The Code-Free Developer Interview [YouTube] - PretzelFisch
https://www.youtube.com/watch?v=TttMpdihdcw
======
chasingthewind
We used many of the techniques described here at my former employer and they
worked quite well. I recently changed jobs and although the "dig into the
candidate's experience" was used often, the code review and the design
collaboration weren't used much.

One employer had a Codility test which they were then going to follow up with
a psychometric screening that I didn't do because I accepted another offer. I
spent 8+ hours creating a sample app for another firm. In another case I had a
take home challenge that took 4-6 hours followed by a phone screen that
included a live coding exercise...all before the onsite of course.

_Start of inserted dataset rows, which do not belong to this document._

//! Conjunctive predicates over a [`StateSnapshot`].
//!
//! A [`Condition`] is a set of optional predicates; every populated predicate
//! must hold. The default condition has no predicates and is always satisfied.
//! Content documents deserialize directly into this type, so every field
//! defaults to "no constraint".

use std::collections::BTreeMap;

use crate::rapport::RapportTier;
use crate::state::{Season, StateSnapshot, TimeOfDay};

/// Rapport constraint. `npc: None` refers to the NPC of the surrounding
/// context (the dialogue partner); outside such a context it never holds.
#[derive(Clone, Debug, Default, PartialEq, Eq)]
#[cfg_attr(
    feature = "serde",
    derive(serde::Serialize, serde::Deserialize),
    serde(default)
)]
pub struct RapportRequirement {
    pub npc: Option<String>,
    pub min_tier: Option<RapportTier>,
    pub max_tier: Option<RapportTier>,
}

#[derive(Clone, Debug, Default, PartialEq, Eq)]
#[cfg_attr(
    feature = "serde",
    derive(serde::Serialize, serde::Deserialize),
    serde(default)
)]
pub struct Condition {
    pub rapport: Option<RapportRequirement>,
    pub require_flags: Vec<String>,
    pub forbid_flags: Vec<String>,
    pub min_day: Option<u32>,
    pub max_day: Option<u32>,
    /// Empty means any season.
    pub seasons: Vec<Season>,
    /// Empty means any time of day.
    pub times_of_day: Vec<TimeOfDay>,
    pub required_items: BTreeMap<String, u32>,
    /// Landmark identifier to minimum path stability.
    pub min_path_stability: BTreeMap<String, u32>,
    /// Quest identifier to minimum stage.
    pub min_quest_stage: BTreeMap<String, u32>,
    /// Empty means any race.
    pub races: Vec<String>,
}

impl Condition {
    pub fn is_empty(&self) -> bool {
        *self == Self::default()
    }

    /// Evaluates every predicate against `snapshot`.
    ///
    /// `npc` is the contextual NPC used by a rapport requirement that does not
    /// name one explicitly.
    pub fn evaluate(&self, snapshot: StateSnapshot<'_>, npc: Option<&str>) -> bool {
        self.rapport_holds(snapshot, npc)
            && self.require_flags.iter().all(|flag| snapshot.flag(flag))
            && !self.forbid_flags.iter().any(|flag| snapshot.flag(flag))
            && self.min_day.is_none_or(|min| snapshot.day() >= min)
            && self.max_day.is_none_or(|max| snapshot.day() <= max)
            && (self.seasons.is_empty() || self.seasons.contains(&snapshot.season()))
            && (self.times_of_day.is_empty() || self.times_of_day.contains(&snapshot.time_of_day()))
            && self
                .required_items
                .iter()
                .all(|(item, count)| snapshot.item_count(item) >= *count)
            && self
                .min_path_stability
                .iter()
                .all(|(landmark, min)| snapshot.path_stability(landmark) >= *min)
            && self
                .min_quest_stage
                .iter()
                .all(|(quest, stage)| snapshot.quest_stage(quest) >= *stage)
            && (self.races.is_empty() || self.races.iter().any(|race| race == snapshot.race()))
    }

    fn rapport_holds(&self, snapshot: StateSnapshot<'_>, npc: Option<&str>) -> bool {
        let Some(requirement) = &self.rapport else {
            return true;
        };
        let Some(npc) = requirement.npc.as_deref().or(npc) else {
            return false;
        };

        let tier = snapshot.rapport_tier(npc);
        requirement.min_tier.is_none_or(|min| tier >= min)
            && requirement.max_tier.is_none_or(|max| tier <= max)
    }
}

/// Evaluates an optional condition; absent conditions hold.
pub fn evaluate(condition: Option<&Condition>, snapshot: StateSnapshot<'_>, npc: Option<&str>) -> bool {
    condition.is_none_or(|condition| condition.evaluate(snapshot, npc))
}
use rand::SeedableRng;
use rand_chacha::ChaCha8Rng;

use super::*;
use crate::condition::{Condition, RapportRequirement};
use crate::config::GameConfig;
use crate::engine::GameEngine;
use crate::env::NpcDefinition;
use crate::rapport::RapportTier;
use crate::state::{GameState, PlayerProfile};

fn option(text: &str, next: Option<&str>) -> DialogueOption {
    DialogueOption {
        text: text.into(),
        next_node_id: next.map(Into::into),
        ..DialogueOption::default()
    }
}

fn requires_flag(flag: &str) -> Option<Condition> {
    Some(Condition {
        require_flags: vec![flag.into()],
        ..Condition::default()
    })
}

fn node(id: &str, text: &str, condition: Option<Condition>, options: Vec<DialogueOption>) -> DialogueNode {
    DialogueNode {
        id: id.into(),
        npc_id: id.split('_').next().unwrap_or_default().into(),
        text: text.into(),
        condition,
        options,
    }
}

fn catalog() -> ContentCatalog {
    let start = node(
        "hermit_start",
        "{npc} eyes {player}.",
        None,
        vec![
            DialogueOption {
                rapport_delta: 1,
                set_flags: [("hermit.met".to_string(), true)].into_iter().collect(),
                ..option("Greet", Some("hermit_hub"))
            },
            DialogueOption {
                rapport_delta: 3,
                required_items: [("gold_pan".to_string(), 1)].into_iter().collect(),
                consumed_items: [("gold_pan".to_string(), 1)].into_iter().collect(),
                ..option("Offer the gold pan", Some("hermit_hub"))
            },
            DialogueOption {
                condition: requires_flag("secret.known"),
                ..option("Whisper the secret", None)
            },
            option("Leave", None),
        ],
    );
    let hub = node(
        "hermit_hub",
        "What now?",
        None,
        vec![
            DialogueOption {
                condition: Some(Condition {
                    rapport: Some(RapportRequirement {
                        min_tier: Some(RapportTier::Friendly),
                        ..RapportRequirement::default()
                    }),
                    ..Condition::default()
                }),
                ..option("Ask about the runes", Some("hermit_runes"))
            },
            option("Chat some more", Some("hermit_hub")),
            option("Knock on the cellar door", Some("hermit_cellar")),
            option("Bye", None),
        ],
    );

    ContentCatalog::builder()
        .npcs(vec![
            NpcDefinition {
                id: "hermit".into(),
                name: "Old Ash".into(),
                description: String::new(),
                landmark_ids: Vec::new(),
                tags: Vec::new(),
                start_nodes: vec!["hermit_return".into(), "hermit_start".into()],
                fallback_node: "hermit_fallback".into(),
            },
            NpcDefinition {
                id: "ghost".into(),
                name: "Pale Shape".into(),
                description: String::new(),
                landmark_ids: Vec::new(),
                tags: Vec::new(),
                start_nodes: vec!["ghost_start".into()],
                fallback_node: "ghost_fallback".into(),
            },
        ])
        .dialogue(vec![
            start,
            node(
                "hermit_return",
                "Back again?",
                requires_flag("hermit.met"),
                vec![option("Leave", None)],
            ),
            hub,
            node("hermit_runes", "The stones remember.", None, Vec::new()),
            node(
                "hermit_cellar",
                "A cold draft.",
                requires_flag("cellar.open"),
                vec![option("Back", Some("hermit_hub"))],
            ),
            node("hermit_fallback", "{npc} ignores you.", None, Vec::new()),
        ])
        .dialogue(vec![
            node(
                "ghost_start",
                "...",
                requires_flag("moon.full"),
                vec![option("Leave", None)],
            ),
            node("ghost_fallback", "Nothing stirs.", None, Vec::new()),
        ])
        .build()
        .unwrap()
}

struct Fixture {
    catalog: ContentCatalog,
    config: GameConfig,
    state: GameState,
    rng: ChaCha8Rng,
}

impl Fixture {
    fn new() -> Self {
        let config = GameConfig::default();
        let state = GameState::new(
            PlayerProfile {
                name: "Wren".into(),
                race: "human".into(),
            },
            &config,
        );
        Self {
            catalog: catalog(),
            config,
            state,
            rng: ChaCha8Rng::seed_from_u64(0),
        }
    }

    fn begin(&self, npc: &str) -> Result<DialogueSession, DialogueError> {
        DialogueEngine::new(&self.catalog).begin(npc, self.state.snapshot())
    }

    fn choose(&mut self, session: &mut DialogueSession, index: usize) -> Result<Step, DialogueError> {
        let mut engine = GameEngine::new(&mut self.state, &self.config, &mut self.rng);
        DialogueEngine::new(&self.catalog).choose(session, index, &mut engine)
    }
}

#[test]
fn start_node_is_reevaluated_each_encounter() {
    let mut fixture = Fixture::new();
    let session = fixture.begin("hermit").unwrap();
    assert_eq!(session.current_node(), Some("hermit_start"));

    fixture.state.flags.set("hermit.met", true);
    let session = fixture.begin("hermit").unwrap();
    assert_eq!(session.current_node(), Some("hermit_return"));
}

#[test]
fn gated_start_points_to_fallback() {
    let fixture = Fixture::new();
    let err = fixture.begin("ghost").unwrap_err();
    assert_eq!(
        err,
        DialogueError::NodeGatedOut {
            npc_id: "ghost".into(),
            node_id: "ghost_start".into(),
            fallback_node: "ghost_fallback".into(),
        }
    );

    let engine = DialogueEngine::new(&fixture.catalog);
    let session = engine
        .begin_at("ghost", "ghost_fallback", fixture.state.snapshot())
        .unwrap();
    let view = engine.view(&session, fixture.state.snapshot()).unwrap();
    assert!(view.is_terminal());
}

#[test]
fn view_renders_tokens_and_keeps_full_list_indices() {
    let fixture = Fixture::new();
    let session = fixture.begin("hermit").unwrap();
    let view = DialogueEngine::new(&fixture.catalog)
        .view(&session, fixture.state.snapshot())
        .unwrap();

    assert_eq!(view.text, "Old Ash eyes Wren.");
    let indices: Vec<_> = view.options.iter().map(|option| option.index).collect();
    assert_eq!(indices, vec![0, 1, 3]);
}

#[test]
fn gated_or_out_of_range_option_is_rejected_without_mutation() {
    let mut fixture = Fixture::new();
    let mut session = fixture.begin("hermit").unwrap();
    let before = fixture.state.clone();
    let session_before = session.clone();

    for index in [2, 9] {
        let err = fixture.choose(&mut session, index).unwrap_err();
        assert_eq!(
            err,
            DialogueError::InvalidOptionSelection {
                node_id: "hermit_start".into(),
                index,
            }
        );
    }
    assert_eq!(fixture.state, before);
    assert_eq!(session, session_before);
}

#[test]
fn missing_item_is_unmet_requirement() {
    let mut fixture = Fixture::new();
    let mut session = fixture.begin("hermit").unwrap();
    let before = fixture.state.clone();

    let err = fixture.choose(&mut session, 1).unwrap_err();
    assert_eq!(
        err,
        DialogueError::UnmetRequirement {
            item: "gold_pan".into(),
            required: 1,
            held: 0,
        }
    );
    assert_eq!(fixture.state.inventory, before.inventory);
    assert_eq!(fixture.state.rapport, before.rapport);
    assert_eq!(session.current_node(), Some("hermit_start"));
}

#[test]
fn item_option_consumes_and_transitions() {
    let mut fixture = Fixture::new();
    fixture.state.inventory.add("gold_pan", 1);
    let mut session = fixture.begin("hermit").unwrap();

    let step = fixture.choose(&mut session, 1).unwrap();
    assert!(matches!(step, Step::Node(ref view) if view.node_id == "hermit_hub"));
    assert_eq!(fixture.state.inventory.count("gold_pan"), 0);
    assert_eq!(fixture.state.snapshot().rapport("hermit"), 3);
}

#[test]
fn hub_cycles_and_rapport_unlocks_options() {
    let mut fixture = Fixture::new();
    let mut session = fixture.begin("hermit").unwrap();

    let Step::Node(view) = fixture.choose(&mut session, 0).unwrap() else {
        panic!("expected hub node");
    };
    assert!(view.options.iter().all(|option| option.index != 0));
    assert!(fixture.state.flags.get("hermit.met"));

    for _ in 0..3 {
        let step = fixture.choose(&mut session, 1).unwrap();
        assert!(matches!(step, Step::Node(ref view) if view.node_id == "hermit_hub"));
    }

    fixture.state.rapport.insert("hermit".into(), 5);
    let step = fixture.choose(&mut session, 0).unwrap();
    let Step::Ended { reason, last } = step else {
        panic!("expected terminal node");
    };
    assert_eq!(reason, EndReason::NoOptions);
    assert_eq!(last.map(|view| view.text).as_deref(), Some("The stones remember."));
    assert!(session.is_finished());

    // greet + hub, three loops, runes: 1 + 2 + 3 * 2 + 2
    assert_eq!(session.transcript().len(), 11);
    assert_eq!(
        fixture.choose(&mut session, 0).unwrap_err(),
        DialogueError::SessionFinished
    );
}

#[test]
fn gated_next_node_ends_the_conversation() {
    let mut fixture = Fixture::new();
    let mut session = fixture.begin("hermit").unwrap();
    fixture.choose(&mut session, 0).unwrap();

    let step = fixture.choose(&mut session, 2).unwrap();
    assert_eq!(
        step,
        Step::Ended {
            reason: EndReason::GatedOut {
                node_id: "hermit_cellar".into()
            },
            last: None,
        }
    );
    assert!(session.is_finished());
}

#[test]
fn exit_option_reaches_terminal() {
    let mut fixture = Fixture::new();
    let mut session = fixture.begin("hermit").unwrap();
    let step = fixture.choose(&mut session, 3).unwrap();
    assert_eq!(
        step,
        Step::Ended {
            reason: EndReason::Exit,
            last: None
        }
    );
}
#![allow(dead_code)]

use std::path::PathBuf;

use hiker_content::ContentFactory;
use hiker_core::{ContentCatalog, GameConfig, PlayerProfile};
use hiker_runtime::{GameRng, GameSession, InMemorySaveRepository, SaveRepository};
use rand::SeedableRng;

pub fn data_dir() -> PathBuf {
    PathBuf::from(env!("CARGO_MANIFEST_DIR")).join("../game/content/data")
}

pub fn content() -> (ContentCatalog, GameConfig) {
    ContentFactory::new(data_dir())
        .load()
        .expect("sample content loads")
}

pub fn player() -> PlayerProfile {
    PlayerProfile {
        name: "Wren".into(),
        race: "human".into(),
    }
}

pub fn session_with(seed: u64, repository: Box<dyn SaveRepository>) -> GameSession {
    let (catalog, config) = content();
    GameSession::new_game(
        catalog,
        config,
        player(),
        GameRng::seed_from_u64(seed),
        repository,
        "save",
    )
}

pub fn session(seed: u64) -> GameSession {
    session_with(seed, Box::new(InMemorySaveRepository::new()))
}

The
opportunity I accepted was actually closest to this...it was heavy on
conversation and discussion, featured a design exercise, and had no live or
offline code test.

Long story short, the approaches were all over the map and while I did very
respectably on all of them and passed on to the next stage in every case, I
definitely felt like the approach described in the video and that I'd used
successfully at my former employer was superior. We never hired someone and
later regretted it. We were always able to get a reasonable sense of their
knowledge and skill from the techniques described here.

------
mabynogy
Good programmers are often autistics. Some can't even have a simple
conversation without stressing a lot. Going to an interview puts already a lot
of pressure on those folks.

A smart recruiter should be able to detect those profiles. It's visible.